European Union Intellectual Property Office

(EUIPO)

v

European Dynamics Luxembourg SA,

European Dynamics Belgium SA,

Evropaïki Dynamiki — Proigmena Systimata Tilepikoinonion Pliroforikis kai Tilematikis AE

(Appeal — Public service contracts — Software development and maintenance services — Decision to rank the applicant’s tender in fourth position for the purposes of the cascade contract — Obligation to state reasons)
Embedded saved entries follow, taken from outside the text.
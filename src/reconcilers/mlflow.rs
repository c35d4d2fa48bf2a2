//! MLflow server reconciler
//!
//! Turns the current configuration, relation data and image resource into
//! the deployment descriptor for the tracking server. Each check
//! short-circuits with a [`CheckFailed`]; nothing here touches the platform,
//! so the same inputs always produce the same outcome.

use std::collections::BTreeMap;

use serde::Serialize;
use tracing::{debug, warn};

use crate::adapters::{
    get_interfaces, DatabaseRecord, DatabaseSecret, ImageError, Interface, Interfaces,
    MinioCredentials, ObjectStorageRecord, RcloneCredentials, RelationSet, SecretData, INGRESS,
    OBJECT_STORAGE, REQUIRED_INTERFACES,
};
use crate::crd::CharmConfig;
use crate::descriptor::{
    ContainerPort, ContainerSpec, DeploymentDescriptor, EnvValue, ImageDetails,
    KubernetesResources, SecretSpec, ServiceBody, ServicePort, ServiceSpec, ServiceType,
    DESCRIPTOR_VERSION,
};
use crate::status::CheckFailed;

use super::bucket::validate_s3_bucket_name;

/// Endpoint of the MySQL relation
pub const DB_ENDPOINT: &str = "db";

/// Endpoints whose relations a pass reads
pub const RELATION_ENDPOINTS: [&str; 3] = [DB_ENDPOINT, "object-storage", "ingress"];

const CONTAINER_NAME: &str = "mlflow";
const DEFAULT_REGION: &str = "us-east-1";
const NAME_LABEL: &str = "app.kubernetes.io/name";
const GATEWAY_APP: &str = "istio-ingressgateway";

/// Everything one pass depends on
#[derive(Clone, Debug)]
pub struct ReconcileInputs<'a> {
    pub app_name: &'a str,
    pub leader: bool,
    pub config: &'a CharmConfig,
    pub relations: &'a RelationSet,
    pub image: Result<ImageDetails, ImageError>,
}

/// Route published to the ingress provider
#[derive(Clone, Debug, PartialEq, Eq, Serialize)]
pub struct IngressRoute {
    pub prefix: String,
    pub rewrite: String,
    pub service: String,
    pub port: i32,
}

impl IngressRoute {
    pub fn for_app(app_name: &str, port: i32) -> Self {
        Self {
            prefix: "/mlflow/".to_string(),
            rewrite: "/".to_string(),
            service: app_name.to_string(),
            port,
        }
    }
}

/// Databag entries to publish on each ingress relation
#[derive(Clone, Debug, PartialEq, Eq)]
pub struct IngressPublication {
    pub relation_ids: Vec<u32>,
    pub data: BTreeMap<String, String>,
}

/// Successful outcome of a pass
#[derive(Clone, Debug, PartialEq, Eq)]
pub struct Reconciled {
    pub descriptor: DeploymentDescriptor,
    pub ingress: Option<IngressPublication>,
}

/// Run every check and assemble the descriptor
pub fn reconcile(inputs: ReconcileInputs<'_>) -> Result<Reconciled, CheckFailed> {
    check_leader(inputs.leader)?;
    let bucket = validate_s3_bucket_name(&inputs.config.default_artifact_root)?;
    let interfaces = get_interfaces(inputs.relations, &REQUIRED_INTERFACES)?;
    let image = inputs.image?;
    let database = database_record(inputs.relations)?;
    let storage = object_storage_record(&interfaces)?;

    let ingress = interfaces
        .get(INGRESS.endpoint)
        .and_then(|interface| {
            ingress_publication(interface, inputs.app_name, inputs.config.mlflow_port)
        });

    let descriptor = build_descriptor(
        inputs.app_name,
        inputs.config,
        bucket,
        image,
        &storage,
        &database,
    );

    Ok(Reconciled {
        descriptor,
        ingress,
    })
}

fn check_leader(leader: bool) -> Result<(), CheckFailed> {
    if leader {
        Ok(())
    } else {
        Err(CheckFailed::waiting("Waiting for leadership"))
    }
}

/// Connection data of the single database relation
pub fn database_record(relations: &RelationSet) -> Result<DatabaseRecord, CheckFailed> {
    let db_relations = relations
        .get(DB_ENDPOINT)
        .map(Vec::as_slice)
        .unwrap_or_default();

    if db_relations.len() > 1 {
        return Err(CheckFailed::blocked("Too many mysql relations"));
    }

    let waiting = || CheckFailed::waiting("Waiting for mysql relation data");
    let databag = db_relations
        .first()
        .and_then(|relation| relation.units.values().next())
        .ok_or_else(waiting)?;

    DatabaseRecord::from_databag(databag).map_err(|missing| {
        debug!(field = missing, "Database relation data incomplete");
        waiting()
    })
}

/// Data of the object-storage provider
///
/// Only the first provider is used when several are related.
pub fn object_storage_record(interfaces: &Interfaces) -> Result<ObjectStorageRecord, CheckFailed> {
    let waiting = || CheckFailed::waiting("Waiting for object-storage relation data");

    let interface = interfaces.get(OBJECT_STORAGE.endpoint).ok_or_else(waiting)?;
    let published = interface.get_data()?;
    if published.len() > 1 {
        warn!(
            providers = published.len(),
            "Multiple object-storage providers related, using the first"
        );
    }

    let first = published.first().ok_or_else(waiting)?;
    ObjectStorageRecord::from_value(&first.data)
}

fn ingress_publication(
    interface: &Interface,
    app_name: &str,
    port: i32,
) -> Option<IngressPublication> {
    let route = IngressRoute::for_app(app_name, port);
    match interface.encode_data(&route) {
        Ok(data) => Some(IngressPublication {
            relation_ids: interface.relation_ids(),
            data,
        }),
        Err(e) => {
            // Best effort: the pass still succeeds without the route.
            warn!(error = %e, "Failed to encode ingress route");
            None
        }
    }
}

pub fn db_secret_name(app_name: &str) -> String {
    format!("{}-db-secret", app_name)
}

pub fn minio_secret_name(app_name: &str) -> String {
    format!("{}-minio-secret", app_name)
}

pub fn rclone_secret_name(app_name: &str) -> String {
    format!("{}-seldon-init-container-s3-credentials", app_name)
}

/// Assemble the deployment descriptor from validated inputs
pub fn build_descriptor(
    app_name: &str,
    config: &CharmConfig,
    bucket: &str,
    image: ImageDetails,
    storage: &ObjectStorageRecord,
    database: &DatabaseRecord,
) -> DeploymentDescriptor {
    let env_config = BTreeMap::from([
        (
            "db-secret".to_string(),
            EnvValue::secret(db_secret_name(app_name)),
        ),
        (
            "aws-secret".to_string(),
            EnvValue::secret(minio_secret_name(app_name)),
        ),
        (
            "AWS_DEFAULT_REGION".to_string(),
            EnvValue::literal(DEFAULT_REGION),
        ),
        (
            "MLFLOW_S3_ENDPOINT_URL".to_string(),
            EnvValue::literal(storage.endpoint()),
        ),
    ]);

    let container = ContainerSpec {
        name: CONTAINER_NAME.to_string(),
        image_details: image,
        ports: vec![ContainerPort {
            name: "http".to_string(),
            container_port: config.mlflow_port,
        }],
        args: vec![
            "--host".to_string(),
            "0.0.0.0".to_string(),
            "--backend-store-uri".to_string(),
            "$(MLFLOW_TRACKING_URI)".to_string(),
            "--default-artifact-root".to_string(),
            format!("s3://{}/", bucket),
        ],
        env_config,
    };

    let secrets = vec![
        SecretSpec {
            name: minio_secret_name(app_name),
            data: MinioCredentials::from(storage).encoded(),
        },
        SecretSpec {
            name: rclone_secret_name(app_name),
            data: RcloneCredentials::from(storage).encoded(),
        },
        SecretSpec {
            name: db_secret_name(app_name),
            data: DatabaseSecret::from(database).encoded(),
        },
    ];

    let services = vec![
        service(
            format!("{}-external", app_name),
            ServiceType::NodePort,
            app_name,
            ServicePort::tcp(config.mlflow_port, Some(config.mlflow_nodeport)),
        ),
        service(
            "kubeflow-external".to_string(),
            ServiceType::NodePort,
            GATEWAY_APP,
            ServicePort::tcp(config.kubeflow_port, Some(config.kubeflow_nodeport)),
        ),
        service(
            "kubeflow-external-lb".to_string(),
            ServiceType::LoadBalancer,
            GATEWAY_APP,
            ServicePort::tcp(config.kubeflow_port, None),
        ),
    ];

    DeploymentDescriptor {
        version: DESCRIPTOR_VERSION,
        containers: vec![container],
        kubernetes_resources: KubernetesResources { secrets, services },
    }
}

fn service(name: String, type_: ServiceType, selects: &str, port: ServicePort) -> ServiceSpec {
    ServiceSpec {
        name,
        spec: ServiceBody {
            type_,
            selector: BTreeMap::from([(NAME_LABEL.to_string(), selects.to_string())]),
            ports: vec![port],
        },
    }
}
1.        By its appeal, the European Union Intellectual Property Office (EUIPO) asks the Court to set aside the judgment of the General Court of the European Union of 27 April 2016, European Dynamics Luxembourg and Others v EUIPO, (2) by which the General Court, upholding the action brought by European Dynamics Luxembourg SA, European Dynamics Belgium SA and Evropaïki Dynamiki — Proigmena Systimata Tilepikoinonion Pliroforikis kai Tilematikis AE (collectively ‘European Dynamics and Others’), annulled the decision of EUIPO rejecting the tender submitted by European Dynamics Luxembourg in a tendering procedure published by EUIPO, and ordered EUIPO to compensate European Dynamics Luxembourg for the damage incurred as a result of the loss of opportunity to be awarded the contract.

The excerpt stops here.